● Your goal
When the string "Full" is part of a line in the data below, report the whole line.

Saved entries
+ + + +

//! Mock Cloudflare API server for E2E tests
//!
//! Listens on loopback, records every request it receives and answers with a
//! configurable status and JSON body.

use std::convert::Infallible;
use std::net::SocketAddr;
use std::sync::Arc;

use bytes::Bytes;
use http_body_util::{BodyExt, Full};
use hyper::body::Incoming;
use hyper::server::conn::http1;
use hyper::service::service_fn;
use hyper::{Request, Response, StatusCode};
use hyper_util::rt::TokioIo;
use parking_lot::RwLock;
use tokio::net::TcpListener;

/// A recorded API request for test assertions
#[derive(Clone, Debug)]
pub struct RecordedRequest {
    pub method: String,
    /// Path and query exactly as received (still percent-encoded)
    pub uri: String,
    pub headers: Vec<(String, String)>,
    pub body: Vec<u8>,
}

impl RecordedRequest {
    pub fn header(&self, name: &str) -> Option<&str> {
        self.headers
            .iter()
            .find(|(k, _)| k.eq_ignore_ascii_case(name))
            .map(|(_, v)| v.as_str())
    }

    pub fn json_body(&self) -> Option<serde_json::Value> {
        serde_json::from_slice(&self.body).ok()
    }
}

#[derive(Clone)]
struct CannedResponse {
    status: StatusCode,
    body: Vec<u8>,
}

/// A mock API server
pub struct MockApiServer {
    addr: SocketAddr,
    requests: Arc<RwLock<Vec<RecordedRequest>>>,
    response: Arc<RwLock<CannedResponse>>,
}

impl MockApiServer {
    /// Start the server on an ephemeral port
    pub async fn start() -> Self {
        let listener = TcpListener::bind("127.0.0.1:0")
            .await
            .expect("Failed to bind mock API server");
        let addr = listener.local_addr().unwrap();

        let requests: Arc<RwLock<Vec<RecordedRequest>>> = Arc::new(RwLock::new(Vec::new()));
        let response = Arc::new(RwLock::new(CannedResponse {
            status: StatusCode::OK,
            body: br#"{"success": true, "errors": [], "messages": [], "result": null}"#.to_vec(),
        }));

        let requests_clone = requests.clone();
        let response_clone = response.clone();

        tokio::spawn(async move {
            loop {
                let (stream, _) = match listener.accept().await {
                    Ok(conn) => conn,
                    Err(_) => break,
                };

                let requests = requests_clone.clone();
                let response = response_clone.clone();

                tokio::spawn(async move {
                    let service = service_fn(move |req: Request<Incoming>| {
                        let requests = requests.clone();
                        let response = response.clone();
                        async move {
                            let method = req.method().to_string();
                            let uri = req.uri().to_string();
                            let headers: Vec<(String, String)> = req
                                .headers()
                                .iter()
                                .map(|(k, v)| (k.to_string(), v.to_str().unwrap_or("").to_string()))
                                .collect();

                            let body = req
                                .into_body()
                                .collect()
                                .await
                                .map(|b| b.to_bytes().to_vec())
                                .unwrap_or_default();

                            tracing::debug!("MockApiServer: {} {}", method, uri);
                            requests.write().push(RecordedRequest {
                                method,
                                uri,
                                headers,
                                body,
                            });

                            let canned = response.read().clone();
                            Ok::<_, Infallible>(
                                Response::builder()
                                    .status(canned.status)
                                    .header("Content-Type", "application/json")
                                    .body(Full::new(Bytes::from(canned.body)))
                                    .unwrap(),
                            )
                        }
                    });

                    let _ = http1::Builder::new()
                        .serve_connection(TokioIo::new(stream), service)
                        .await;
                });
            }
        });

        Self {
            addr,
            requests,
            response,
        }
    }

    pub fn addr(&self) -> SocketAddr {
        self.addr
    }

    /// Base URL to hand to the HTTP transport
    pub fn base_url(&self) -> String {
        format!("http://{}/client/v4", self.addr)
    }

    pub fn get_requests(&self) -> Vec<RecordedRequest> {
        self.requests.read().clone()
    }

    pub fn last_request(&self) -> Option<RecordedRequest> {
        self.requests.read().last().cloned()
    }

    pub fn clear_requests(&self) {
        self.requests.write().clear();
    }

    /// Answer subsequent requests with this status and body
    pub fn respond_with(&self, status: StatusCode, body: impl Into<Vec<u8>>) {
        *self.response.write() = CannedResponse {
            status,
            body: body.into(),
        };
    }

    /// Answer with a successful envelope wrapping `result`
    pub fn respond_with_result(&self, result: serde_json::Value) {
        let envelope = serde_json::json!({
            "success": true,
            "errors": [],
            "messages": [],
            "result": result,
        });
        self.respond_with(StatusCode::OK, envelope.to_string());
    }

    /// Answer with a failed envelope carrying one API error
    pub fn respond_with_error(&self, status: StatusCode, code: i64, message: &str) {
        let envelope = serde_json::json!({
            "success": false,
            "errors": [{"code": code, "message": message}],
            "messages": [],
            "result": null,
        });
        self.respond_with(status, envelope.to_string());
    }
}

+ + + +

● Task output
use http_body_util::{BodyExt, Full};
                                    .body(Full::new(Bytes::from(canned.body)))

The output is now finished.